Citações “Os eleitores e a elite – uma ampla classe média nos Estados Unidos – poderiam ter enfrentado a escolha de apoiar a política governamental para eliminar a pobreza, administrar a competição étnica e integrar a todos em instituições públicas comuns. Escolheram, em vez disso, comprar proteção, estimulando o crescimento da indústria da segurança privada. Endurecer contra o crime construindo mais prisões e impondo a pena de morte são as respostas mais corriqueiras à política do medo. [...] Outra resposta é a privatização ou militarização do espaço público – fazendo das ruas, parques e mesmo lojas lugares mais seguros, mas menos livres.” (ZUKIN, 1995). Pág. 110. “[...] Usar uma máscara é a essência da civilidade. As máscaras permitem a sociabilidade pura, distante das circunstâncias do poder, do mal-estar e dos sentimentos privados das pessoas que as usam. A civilidade tem como objetivo proteger os outros de serem sobrecarregados com nosso peso.” (SENNETT, 1978). Pág. 112. “Espaços vazios são lugares a que não se atribui significado. Não precisam ser delimitados fisicamente por cercas ou barreiras. Não são lugares proibidos, mas espaços vazios, inacessíveis porque invisíveis.” (KOCIATKIEWICZ e KOSTERA, 1999). Pág. 120.

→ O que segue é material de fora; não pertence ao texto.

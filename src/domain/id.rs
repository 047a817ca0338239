//! Typed identifiers and roles.
//!
//! Every persistent entity gets a newtype wrapper around [`uuid::Uuid`]
//! (v4) so identifiers cannot be confused across entities. Live socket
//! connections use a process-local counter-based [`ConnectionId`] instead:
//! connections are ephemeral and never persisted.

use std::fmt;
use std::sync::atomic::{AtomicU64, Ordering};

use serde::{Deserialize, Serialize};

macro_rules! uuid_id {
    ($(#[$doc:meta])* $name:ident) => {
        $(#[$doc])*
        #[derive(Debug, Clone, Copy, PartialEq, Eq, Hash, Serialize, Deserialize)]
        #[serde(transparent)]
        pub struct $name(uuid::Uuid);

        impl $name {
            /// Creates a new random identifier (UUID v4).
            #[must_use]
            pub fn new() -> Self {
                Self(uuid::Uuid::new_v4())
            }

            /// Creates an identifier from an existing [`uuid::Uuid`].
            #[must_use]
            pub const fn from_uuid(uuid: uuid::Uuid) -> Self {
                Self(uuid)
            }

            /// Returns the inner [`uuid::Uuid`].
            #[must_use]
            pub const fn as_uuid(&self) -> &uuid::Uuid {
                &self.0
            }
        }

        impl Default for $name {
            fn default() -> Self {
                Self::new()
            }
        }

        impl fmt::Display for $name {
            fn fmt(&self, f: &mut fmt::Formatter<'_>) -> fmt::Result {
                write!(f, "{}", self.0)
            }
        }

        impl From<uuid::Uuid> for $name {
            fn from(uuid: uuid::Uuid) -> Self {
                Self(uuid)
            }
        }

        impl From<$name> for uuid::Uuid {
            fn from(id: $name) -> Self {
                id.0
            }
        }
    };
}

uuid_id!(
    /// Identity of an authenticated principal (user or admin). Issued by
    /// the external account system and carried in token claims.
    IdentityId
);

uuid_id!(
    /// Unique identifier for a support chat session.
    ChatId
);

uuid_id!(
    /// Unique identifier for a lightweight conversation channel.
    ConversationId
);

uuid_id!(
    /// Unique identifier for a persisted message.
    MessageId
);

uuid_id!(
    /// Unique identifier for a persisted notification.
    NotificationId
);

/// Role of an authenticated principal.
///
/// Registry entries, token claims, and message records all carry the role;
/// the two roles form separate connection namespaces.
#[derive(Debug, Clone, Copy, PartialEq, Eq, Hash, Serialize, Deserialize)]
#[serde(rename_all = "lowercase")]
pub enum Role {
    /// End user of the promotions platform.
    User,
    /// Support/operations admin.
    Admin,
}

impl Role {
    /// Returns `true` for the admin role.
    #[must_use]
    pub const fn is_admin(&self) -> bool {
        matches!(self, Self::Admin)
    }
}

impl fmt::Display for Role {
    fn fmt(&self, f: &mut fmt::Formatter<'_>) -> fmt::Result {
        match self {
            Self::User => write!(f, "user"),
            Self::Admin => write!(f, "admin"),
        }
    }
}

/// Process-local identifier for a live socket connection.
///
/// Generated from an atomic counter; unique within the process lifetime
/// only, which matches the registry's lifetime: a restart drops every live
/// connection anyway.
#[derive(Debug, Clone, Copy, PartialEq, Eq, Hash)]
pub struct ConnectionId(u64);

impl ConnectionId {
    /// Generates the next unique connection ID.
    #[must_use]
    pub fn next() -> Self {
        static COUNTER: AtomicU64 = AtomicU64::new(1);
        Self(COUNTER.fetch_add(1, Ordering::Relaxed))
    }

    /// Returns the inner counter value.
    #[must_use]
    pub const fn as_u64(&self) -> u64 {
        self.0
    }
}

impl fmt::Display for ConnectionId {
    fn fmt(&self, f: &mut fmt::Formatter<'_>) -> fmt::Result {
        write!(f, "conn-{}", self.0)
    }
}

#[cfg(test)]
#[allow(clippy::panic)]
mod tests {
    use super::*;

    #[test]
    fn uuid_ids_are_unique() {
        assert_ne!(ChatId::new(), ChatId::new());
        assert_ne!(IdentityId::new(), IdentityId::new());
    }

    #[test]
    fn uuid_round_trip() {
        let uuid = uuid::Uuid::new_v4();
        let id = ChatId::from_uuid(uuid);
        assert_eq!(*id.as_uuid(), uuid);
        assert_eq!(uuid::Uuid::from(id), uuid);
    }

    #[test]
    fn serde_is_transparent() {
        let id = ConversationId::new();
        let json = serde_json::to_string(&id).ok();
        let Some(json) = json else {
            panic!("serialization failed");
        };
        assert_eq!(json, format!("\"{id}\""));
    }

    #[test]
    fn connection_ids_increase() {
        let a = ConnectionId::next();
        let b = ConnectionId::next();
        assert!(b.as_u64() > a.as_u64());
    }

    #[test]
    fn role_serde_is_lowercase() {
        let json = serde_json::to_string(&Role::Admin).ok();
        assert_eq!(json.as_deref(), Some("\"admin\""));
        assert!(Role::Admin.is_admin());
        assert!(!Role::User.is_admin());
    }
}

“[...] as cidades nos EUA cresceram de maneira que homogeneizou as áreas étnicas; não é por acaso, então, que o medo do estranho também cresceu à medida que essas comunidades étnicas foram isoladas.” (SENNETT, 1996). Pág. 123. “As pessoas se tornam expectadores passivos de uma personagem política que lhes oferece para consumo suas intenções e sentimentos em lugar de seus atos.” (SENNETT, 1978). Pág. 126. “Quem começa uma carreira na Microsoft não tem a menor ideia de onde ela terminará. Quem começava na Ford ou Renaut podia estar quase certo de terminar no mesmo lugar.” (COHEN, 1997). Pág. 135. “A credibilidade é o recurso mais valioso do político.” (LEWIN, 1994). Pág. 147. “Bill Gates parece livre da obsessão de agarrar-se às coisas. Seus produtos surgem furiosamente para desaparecer tão rápido como apareceram, enquanto Rockefeller queria possuir oleodutos, prédios, máquinas ou estradas de ferro por longo tempo.” (SENNET, 1998). Pág. 144. “[...] aquelas pessoas próximas do topo [...] podem garantir que seus próprios objetos sejam sempre duráveis e o dos outros sejam sempre transitórios... Elas não podem perder.” (THOMPSON, 1979). Pág. 145.

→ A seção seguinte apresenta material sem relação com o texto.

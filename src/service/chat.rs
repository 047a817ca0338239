//! Chat session state machine.
//!
//! Governs the `pending → active → resolved` lifecycle, enforces the
//! single-open-chat-per-user invariant (delegated to the store's atomic
//! conditional insert), and emits the real-time events for every
//! transition. Message-bearing events are dispatched strictly after the
//! persistence gateway reports success.

use std::sync::Arc;

use crate::domain::{ChannelId, Chat, ChatId, DispatchEvent, IdentityId, Message, Role};
use crate::error::GatewayError;
use crate::realtime::Dispatcher;
use crate::store::gateway::HistoryPage;
use crate::store::{MessageGateway, Store};

/// Orchestrates chat sessions.
#[derive(Debug, Clone)]
pub struct ChatService {
    store: Arc<dyn Store>,
    gateway: MessageGateway,
    dispatcher: Arc<Dispatcher>,
}

impl ChatService {
    /// Creates a chat service.
    #[must_use]
    pub fn new(store: Arc<dyn Store>, gateway: MessageGateway, dispatcher: Arc<Dispatcher>) -> Self {
        Self {
            store,
            gateway,
            dispatcher,
        }
    }

    /// Opens a new chat session for `user`.
    ///
    /// # Errors
    ///
    /// [`GatewayError::Validation`] for an empty category,
    /// [`GatewayError::Conflict`] if the user already has an open session.
    pub async fn create(&self, user: IdentityId, category: &str) -> Result<Chat, GatewayError> {
        let category = category.trim();
        if category.is_empty() {
            return Err(GatewayError::Validation("category is required".to_string()));
        }

        let chat = self
            .store
            .insert_chat(Chat::new(user, category.to_string()))
            .await?;

        tracing::info!(chat_id = %chat.id, %user, category, "chat created");
        self.dispatcher
            .dispatch(DispatchEvent::NewChat { chat: chat.clone() })
            .await;
        Ok(chat)
    }

    /// Claims a pending chat for `admin` (socket `join_chat` from an admin
    /// connection).
    ///
    /// Idempotent for the already-assigned admin; dispatches
    /// `admin_joined` only when the chat actually transitioned.
    ///
    /// # Errors
    ///
    /// [`GatewayError::NotFound`] for an unknown chat,
    /// [`GatewayError::Conflict`] if another admin holds the session,
    /// [`GatewayError::ChatClosed`] if it is already resolved.
    pub async fn claim(&self, chat_id: ChatId, admin: IdentityId) -> Result<Chat, GatewayError> {
        let mut chat = self.load(chat_id).await?;
        let changed = chat.claim(admin)?;
        if changed {
            self.store.save_chat(&chat).await?;
            tracing::info!(%chat_id, %admin, "chat claimed");
            self.dispatcher
                .dispatch(DispatchEvent::AdminJoined { chat_id, admin })
                .await;
        }
        Ok(chat)
    }

    /// Resolves a chat. Admin-only; terminal.
    ///
    /// # Errors
    ///
    /// [`GatewayError::Forbidden`] for non-admin callers,
    /// [`GatewayError::NotFound`] for an unknown chat,
    /// [`GatewayError::ChatClosed`] if already resolved.
    pub async fn resolve(
        &self,
        chat_id: ChatId,
        identity: IdentityId,
        role: Role,
    ) -> Result<Chat, GatewayError> {
        if !role.is_admin() {
            return Err(GatewayError::Forbidden(
                "only admins can resolve chats".to_string(),
            ));
        }

        let mut chat = self.load(chat_id).await?;
        chat.resolve()?;
        self.store.save_chat(&chat).await?;

        tracing::info!(%chat_id, admin = %identity, "chat resolved");
        self.dispatcher
            .dispatch(DispatchEvent::ChatResolved {
                chat_id,
                admin: identity,
            })
            .await;
        Ok(chat)
    }

    /// Sends a message into a chat session.
    ///
    /// # Errors
    ///
    /// [`GatewayError::Validation`] for empty content,
    /// [`GatewayError::NotFound`] for an unknown chat,
    /// [`GatewayError::ChatClosed`] for a resolved chat,
    /// [`GatewayError::Forbidden`] for a user who is not the chat's owner.
    pub async fn send_message(
        &self,
        chat_id: ChatId,
        sender: IdentityId,
        role: Role,
        content: &str,
    ) -> Result<Message, GatewayError> {
        let content = content.trim();
        if content.is_empty() {
            return Err(GatewayError::Validation("content is required".to_string()));
        }

        let chat = self.load(chat_id).await?;
        if !chat.status.is_open() {
            return Err(GatewayError::ChatClosed(*chat_id.as_uuid()));
        }
        if !chat.accessible_by(sender, role) {
            return Err(GatewayError::Forbidden(
                "you do not have access to this chat".to_string(),
            ));
        }

        let message = self
            .gateway
            .append_message(ChannelId::Chat(chat_id), sender, role, content.to_string())
            .await?;

        let event = if role.is_admin() {
            DispatchEvent::AdminResponse {
                message: message.clone(),
            }
        } else {
            DispatchEvent::NewMessage {
                message: message.clone(),
            }
        };
        self.dispatcher.dispatch(event).await;

        Ok(message)
    }

    /// Returns a chat and its full message log, access-checked.
    ///
    /// # Errors
    ///
    /// [`GatewayError::NotFound`] for an unknown chat,
    /// [`GatewayError::Forbidden`] for an identity without access.
    pub async fn get(
        &self,
        chat_id: ChatId,
        identity: IdentityId,
        role: Role,
    ) -> Result<(Chat, Vec<Message>), GatewayError> {
        let chat = self.load(chat_id).await?;
        if !chat.accessible_by(identity, role) {
            return Err(GatewayError::Forbidden(
                "you do not have access to this chat".to_string(),
            ));
        }
        let messages = self.gateway.messages_of(ChannelId::Chat(chat_id)).await?;
        Ok((chat, messages))
    }

    /// Returns paginated history for the calling identity.
    ///
    /// # Errors
    ///
    /// [`GatewayError::Persistence`] on store failure.
    pub async fn history(
        &self,
        identity: IdentityId,
        page: u32,
        page_size: u32,
    ) -> Result<HistoryPage, GatewayError> {
        self.gateway.history_of(identity, page, page_size).await
    }

    async fn load(&self, chat_id: ChatId) -> Result<Chat, GatewayError> {
        self.store
            .chat(chat_id)
            .await?
            .ok_or_else(|| GatewayError::NotFound("chat", chat_id.to_string()))
    }
}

4. Comentários Em sua obra, Bauman pretende esclarecer como se deu a transição da modernidade sólida para a modernidade imediata, “leve, líquida e fluída”. O autor auxilia-nos a repensar conceitos e esquemas utilizados para descrever a experiência humana individual e sua história conjunta. Para definir os novos tempos, Bauman sugere o termo “líquido” como uma variedade dos fluídos, já que estes se movem facilmente, são filtrados, destilados – diferente dos sólidos, que são contidos, imobilizados. No capítulo 3, especificamente, há uma análise da questão tempo/espaço – os espaços públicos e privados, os “não-lugares”, o temor do estranho, do diferente. O autor discute a instantaneidade como forma de dominação e manipulação dos que estão no topo sobre aqueles que estão na base da pirâmide social; o controle do tempo e do espaço como urgência e objetivo final.